Task goal: Copy out, from the data below, each line in which the word "bool" occurs.

Material to process:
--------

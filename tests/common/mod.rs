use assert_cmd::Command;

pub fn vent_cmd() -> Command {
    let mut cmd = Command::cargo_bin("vent").unwrap();
    cmd.env_remove("VENT_ROOT");
    cmd.env_remove("RUST_LOG");
    cmd
}
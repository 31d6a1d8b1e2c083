//! Release use case - move text (or the current draft) into the journal

use crate::application::{DraftStore, JournalStore};
use crate::domain::SeedDataset;
use crate::error::{Result, VentError};
use crate::infrastructure::{Config, FileStore};
use chrono::{DateTime, Utc};

/// Result of a release: the new journal size, and whether the append made
/// it to durable storage (best-effort policy: a logical append can succeed
/// while durability is lost).
#[derive(Debug, Clone, Copy, PartialEq, Eq)]
pub struct ReleaseOutcome {
    pub count: usize,
    pub durable: bool,
}

/// Service for releasing entries into the journal
pub struct ReleaseService {
    storage: FileStore,
}

impl ReleaseService {
    pub fn new(storage: FileStore) -> Self {
        ReleaseService { storage }
    }

    /// Release `text` when given, otherwise release the current draft.
    ///
    /// A draft-sourced release clears the draft afterwards (pending autosave
    /// cancelled, durable record deleted), so a restart does not resurrect
    /// the already-released text. An explicit-text release leaves the draft
    /// untouched.
    pub fn execute(&self, text: Option<&str>, now: DateTime<Utc>) -> Result<ReleaseOutcome> {
        let config = Config::load_from_dir(&self.storage.root)?;
        let seed = SeedDataset::load(&self.storage.seed_path(&config.seed_file));

        let mut journal = JournalStore::new(self.storage.clone());
        journal.initialize(seed)?;

        let mut draft = DraftStore::new(self.storage.clone(), config.quiet_interval());

        let (release_text, from_draft) = match text {
            Some(t) => (t.to_string(), false),
            None => {
                draft.load_draft();
                (draft.text().to_string(), true)
            }
        };

        let outcome = match journal.append(&release_text, now) {
            Ok(count) => ReleaseOutcome {
                count,
                durable: true,
            },
            // Soft policy: the entry is in the in-memory journal; report
            // the count but flag the lost durability.
            Err(VentError::Persistence(_)) => ReleaseOutcome {
                count: journal.count(),
                durable: false,
            },
            Err(e) => return Err(e),
        };

        if from_draft {
            draft.clear()?;
        }

        Ok(outcome)
    }
}
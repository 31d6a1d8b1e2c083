//! Draft store - the single unsent buffer with debounced autosave

use crate::error::Result;
use crate::infrastructure::{RecordStore, DRAFT_KEY};
use chrono::{DateTime, Duration, Utc};
use serde::{Deserialize, Serialize};
use tracing::{debug, warn};

#[derive(Debug, Serialize, Deserialize)]
#[serde(rename_all = "camelCase")]
struct DraftRecord {
    draft: String,
    last_saved: DateTime<Utc>,
}

/// Holds the one in-progress, unsent text buffer and debounces its
/// persistence so a typing burst produces a single durable write.
///
/// Every [`set_text`](DraftStore::set_text) restarts the quiet-interval
/// countdown; the flush happens only once typing pauses, driven by explicit
/// [`poll`](DraftStore::poll) calls from the single cooperative thread of
/// control. This is a debounce, not a throttle.
///
/// State machine: `Idle -> Editing` on the first edit, back to `Idle` once
/// the quiet-interval flush completes; [`clear`](DraftStore::clear) forces
/// `Idle` from any state with no pending deadline.
pub struct DraftStore<S: RecordStore> {
    storage: S,
    text: String,
    last_saved: Option<DateTime<Utc>>,
    quiet_interval: Duration,
    deadline: Option<DateTime<Utc>>,
    auto_saving: bool,
}

impl<S: RecordStore> DraftStore<S> {
    pub fn new(storage: S, quiet_interval: Duration) -> Self {
        DraftStore {
            storage,
            text: String::new(),
            last_saved: None,
            quiet_interval,
            deadline: None,
            auto_saving: false,
        }
    }

    /// Restore the draft from durable storage, if a record exists.
    ///
    /// Absence is not an error; a malformed record is treated as absent.
    pub fn load_draft(&mut self) {
        let Some(raw) = self.storage.read(DRAFT_KEY) else {
            return;
        };

        match serde_json::from_str::<DraftRecord>(&raw) {
            Ok(record) => {
                debug!(last_saved = %record.last_saved, "restored draft");
                self.text = record.draft;
                self.last_saved = Some(record.last_saved);
            }
            Err(e) => {
                warn!(error = %e, "treating corrupt draft record as absent");
            }
        }
    }

    /// Replace the draft text and restart the autosave countdown.
    ///
    /// Any pending flush is cancelled and a new one is scheduled for
    /// `now + quiet_interval`. Whitespace-only text cancels the pending
    /// flush without scheduling a new one.
    pub fn set_text(&mut self, text: &str, now: DateTime<Utc>) {
        self.text = text.to_string();

        if self.text.trim().is_empty() {
            self.deadline = None;
            self.auto_saving = false;
        } else {
            self.deadline = Some(now + self.quiet_interval);
            self.auto_saving = true;
        }
    }

    /// Cooperative tick: flush if the quiet interval has elapsed since the
    /// last edit. Returns whether a flush happened.
    pub fn poll(&mut self, now: DateTime<Utc>) -> Result<bool> {
        match self.deadline {
            Some(deadline) if now >= deadline => {
                self.flush(now)?;
                Ok(true)
            }
            _ => Ok(false),
        }
    }

    /// Persist the draft immediately, regardless of any pending deadline.
    ///
    /// Used at process exit so a one-shot invocation never loses the draft.
    /// Best-effort: on failure the in-memory draft stays authoritative and
    /// the store returns to `Idle`.
    pub fn flush(&mut self, now: DateTime<Utc>) -> Result<()> {
        self.deadline = None;
        self.auto_saving = false;

        let record = DraftRecord {
            draft: self.text.clone(),
            last_saved: now,
        };
        let serialized = serde_json::to_string(&record)
            .map_err(|e| crate::error::VentError::Persistence(e.to_string()))?;

        if let Err(e) = self.storage.write(DRAFT_KEY, &serialized) {
            warn!(error = %e, "draft autosave not durable");
            return Err(e);
        }

        debug!("draft flushed");
        self.last_saved = Some(now);
        Ok(())
    }

    /// Empty the draft, cancel any pending flush and delete the durable
    /// record, so a restart after release does not resurrect stale text.
    pub fn clear(&mut self) -> Result<()> {
        self.text.clear();
        self.deadline = None;
        self.auto_saving = false;
        self.storage.delete(DRAFT_KEY)
    }

    pub fn text(&self) -> &str {
        &self.text
    }

    pub fn last_saved(&self) -> Option<DateTime<Utc>> {
        self.last_saved
    }

    /// Observable "Saving..." signal: true while a flush is pending or in
    /// progress. Purely presentational, no correctness role.
    pub fn is_auto_saving(&self) -> bool {
        self.auto_saving
    }
}

#[cfg(test)]
mod tests {
    use super::*;
    use crate::error::VentError;
    use std::cell::RefCell;
    use std::collections::HashMap;
    use std::rc::Rc;

    /// In-memory record store that counts writes, for debounce assertions.
    #[derive(Clone, Default)]
    struct MemoryStore {
        records: Rc<RefCell<HashMap<String, String>>>,
        writes: Rc<RefCell<usize>>,
    }

    impl RecordStore for MemoryStore {
        fn read(&self, key: &str) -> Option<String> {
            self.records.borrow().get(key).cloned()
        }

        fn write(&self, key: &str, value: &str) -> Result<()> {
            *self.writes.borrow_mut() += 1;
            self.records
                .borrow_mut()
                .insert(key.to_string(), value.to_string());
            Ok(())
        }

        fn delete(&self, key: &str) -> Result<()> {
            self.records.borrow_mut().remove(key);
            Ok(())
        }
    }

    impl MemoryStore {
        fn write_count(&self) -> usize {
            *self.writes.borrow()
        }

        fn draft_record(&self) -> Option<String> {
            self.read(DRAFT_KEY)
        }
    }

    fn t0() -> DateTime<Utc> {
        "2025-01-17T10:00:00Z".parse().unwrap()
    }

    fn secs(n: i64) -> Duration {
        Duration::seconds(n)
    }

    fn store() -> (MemoryStore, DraftStore<MemoryStore>) {
        let memory = MemoryStore::default();
        let draft = DraftStore::new(memory.clone(), secs(2));
        (memory, draft)
    }

    #[test]
    fn test_burst_of_edits_produces_single_write_with_final_text() {
        let (memory, mut draft) = store();

        draft.set_text("a", t0());
        draft.poll(t0() + secs(1)).unwrap();
        draft.set_text("ab", t0() + secs(1));
        draft.poll(t0() + secs(2)).unwrap();
        draft.set_text("abc", t0() + secs(2));

        // Quiet interval has not elapsed since the last edit.
        assert!(!draft.poll(t0() + secs(3)).unwrap());
        assert_eq!(memory.write_count(), 0);

        // It has now.
        assert!(draft.poll(t0() + secs(4)).unwrap());
        assert_eq!(memory.write_count(), 1);
        assert!(memory.draft_record().unwrap().contains("abc"));
    }

    #[test]
    fn test_each_edit_restarts_the_countdown() {
        let (memory, mut draft) = store();

        draft.set_text("hello", t0());
        // One second in, another edit: deadline moves to t0+1+2.
        draft.set_text("hello again", t0() + secs(1));

        assert!(!draft.poll(t0() + secs(2)).unwrap());
        assert!(draft.poll(t0() + secs(3)).unwrap());
        assert_eq!(memory.write_count(), 1);
    }

    #[test]
    fn test_auto_saving_signal_spans_pending_flush() {
        let (_memory, mut draft) = store();

        assert!(!draft.is_auto_saving());
        draft.set_text("typing", t0());
        assert!(draft.is_auto_saving());

        draft.poll(t0() + secs(2)).unwrap();
        assert!(!draft.is_auto_saving());
    }

    #[test]
    fn test_whitespace_only_text_does_not_schedule_flush() {
        let (memory, mut draft) = store();

        draft.set_text("   ", t0());
        assert!(!draft.is_auto_saving());
        assert!(!draft.poll(t0() + secs(10)).unwrap());
        assert_eq!(memory.write_count(), 0);
    }

    #[test]
    fn test_clearing_text_cancels_pending_flush() {
        let (memory, mut draft) = store();

        draft.set_text("something", t0());
        draft.set_text("", t0() + secs(1));

        assert!(!draft.poll(t0() + secs(10)).unwrap());
        assert_eq!(memory.write_count(), 0);
    }

    #[test]
    fn test_clear_before_quiet_interval_leaves_no_durable_record() {
        let (memory, mut draft) = store();

        draft.set_text("abc", t0());
        draft.clear().unwrap();

        assert!(!draft.poll(t0() + secs(10)).unwrap());
        assert!(memory.draft_record().is_none());

        // A fresh store over the same records restores an empty draft.
        let mut reloaded = DraftStore::new(memory, secs(2));
        reloaded.load_draft();
        assert_eq!(reloaded.text(), "");
    }

    #[test]
    fn test_clear_deletes_previously_flushed_record() {
        let (memory, mut draft) = store();

        draft.set_text("abc", t0());
        draft.poll(t0() + secs(2)).unwrap();
        assert!(memory.draft_record().is_some());

        draft.clear().unwrap();
        assert!(memory.draft_record().is_none());
        assert_eq!(draft.text(), "");
    }

    #[test]
    fn test_draft_survives_restart() {
        let (memory, mut draft) = store();

        draft.set_text("half-written thought", t0());
        draft.poll(t0() + secs(2)).unwrap();

        let mut reloaded = DraftStore::new(memory, secs(2));
        reloaded.load_draft();
        assert_eq!(reloaded.text(), "half-written thought");
        assert_eq!(reloaded.last_saved(), Some(t0() + secs(2)));
    }

    #[test]
    fn test_load_draft_with_corrupt_record_starts_empty() {
        let memory = MemoryStore::default();
        memory.write(DRAFT_KEY, "{broken").unwrap();

        let mut draft = DraftStore::new(memory, secs(2));
        draft.load_draft();
        assert_eq!(draft.text(), "");
        assert_eq!(draft.last_saved(), None);
    }

    #[test]
    fn test_flush_records_last_saved_instant() {
        let (_memory, mut draft) = store();

        draft.set_text("note", t0());
        draft.flush(t0() + secs(1)).unwrap();
        assert_eq!(draft.last_saved(), Some(t0() + secs(1)));
        assert!(!draft.is_auto_saving());
    }

    /// Record store that refuses writes, for the soft-failure contract.
    struct FailingStore;

    impl RecordStore for FailingStore {
        fn read(&self, _key: &str) -> Option<String> {
            None
        }

        fn write(&self, _key: &str, _value: &str) -> Result<()> {
            Err(VentError::Persistence("quota exceeded".to_string()))
        }

        fn delete(&self, _key: &str) -> Result<()> {
            Ok(())
        }
    }

    #[test]
    fn test_failed_flush_keeps_text_and_returns_to_idle() {
        let mut draft = DraftStore::new(FailingStore, secs(2));

        draft.set_text("important words", t0());
        let result = draft.flush(t0());
        assert!(matches!(result, Err(VentError::Persistence(_))));

        assert_eq!(draft.text(), "important words");
        assert!(!draft.is_auto_saving());
    }
}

--------

Written reply:
    pub durable: bool,
    auto_saving: bool,
    pub fn poll(&mut self, now: DateTime<Utc>) -> Result<bool> {
    pub fn is_auto_saving(&self) -> bool {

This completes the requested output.